Parce que je le vaux bien (bis)
Les gens s'agglutinent devant les panneaux d'affichage pour être aux premières loges d'une révolution éventuelle dans l'ordre d'arrivée et de départ des trains. Une caricature de famille non loin de moi s'est installée dans ses quartiers. D'énormes valises forment un rempart protecteur à l'intérieur duquel évoluent bruyamment trois ou quatre enfants, le père maigrichon, la mère imposante et la grand-mère, ancienne matriarche déchue.
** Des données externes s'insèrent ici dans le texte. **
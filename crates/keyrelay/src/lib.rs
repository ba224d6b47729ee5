//! # keyrelay
//!
//! Forwards the caller's bearer credential to the LLM provider.
//!
//! An agent host that serves many users often fronts a shared model gateway
//! (`LiteLLM` and friends) that authenticates each user separately. keyrelay
//! runs a [`CredentialForwarder`] plugin right before every model call: it
//! takes the token from the inbound `Authorization: Bearer <token>` header and,
//! if the model client opted in with `api_key_passthrough`, makes it the
//! credential for that one call.
//!
//! ## Quick Start
//!
//! ```no_run
//! use std::sync::Arc;
//!
//! use keyrelay::{
//!     Core, CredentialForwarder, Message, ModelConfig, ModelProvider, ModelRequest,
//!     OpenAIClient, PluginManager, RequestContext,
//! };
//!
//! # async fn example() -> anyhow::Result<()> {
//! keyrelay::logging::init_logging()?;
//!
//! let config = ModelConfig::new(ModelProvider::OpenAI, "gpt-4o")
//!     .with_base_url("http://litellm.internal:4000/v1")
//!     .with_api_key_passthrough(true);
//!
//! let core = Core::new(OpenAIClient::new(config)?)
//!     .with_plugins(PluginManager::new().with_plugin(Arc::new(CredentialForwarder::new())));
//!
//! // Normally filled in by the host from the inbound HTTP request.
//! let state = RequestContext::from_headers([("authorization", "Bearer sk-caller")]);
//!
//! let response = core
//!     .chat(&state, ModelRequest::new(vec![Message::user("Hello!")]))
//!     .await?;
//! println!("{}", response.message.content);
//! # Ok(())
//! # }
//! ```

pub mod config;
pub mod core;
pub mod error;
pub mod logging;
pub mod passthrough;
pub mod plugin;

pub use keyrelay_client::*;
pub use keyrelay_common::*;

pub use config::{LogFormat, LoggingSettings, ModelProfile, RelayConfig};
pub use core::Core;
pub use error::CoreError;
pub use passthrough::{CredentialForwarder, extract_bearer_token};
pub use plugin::{CallbackContext, Plugin, PluginManager};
Un des enfants essaie depuis un moment d'attirer l'attention de la mère qui est totalement obnubilée par ce qu'elle tient tendrement dans les bras : un jeune cocker blond aux oreilles ondulées maternellement lissées par la main caressante de la femme. L'animal prince-qu'on-sort-les-jours-de-beaux-temps ne daigne pas baisser le regard sur l'enfant qui, désespérant d'exister aux yeux de sa mère par la voie normale, choisit de s'occuper lui aussi du chien et de lui caresser les pattes qui sont à peu près à la hauteur de son visage.
Le regard limpide du chien croise le mien, en revanche. Et à ma question muette, je peux y lire sans l'ombre d'un doute cette arrogante réponse empruntée à ses frères humains : "parce que je le vaux bien."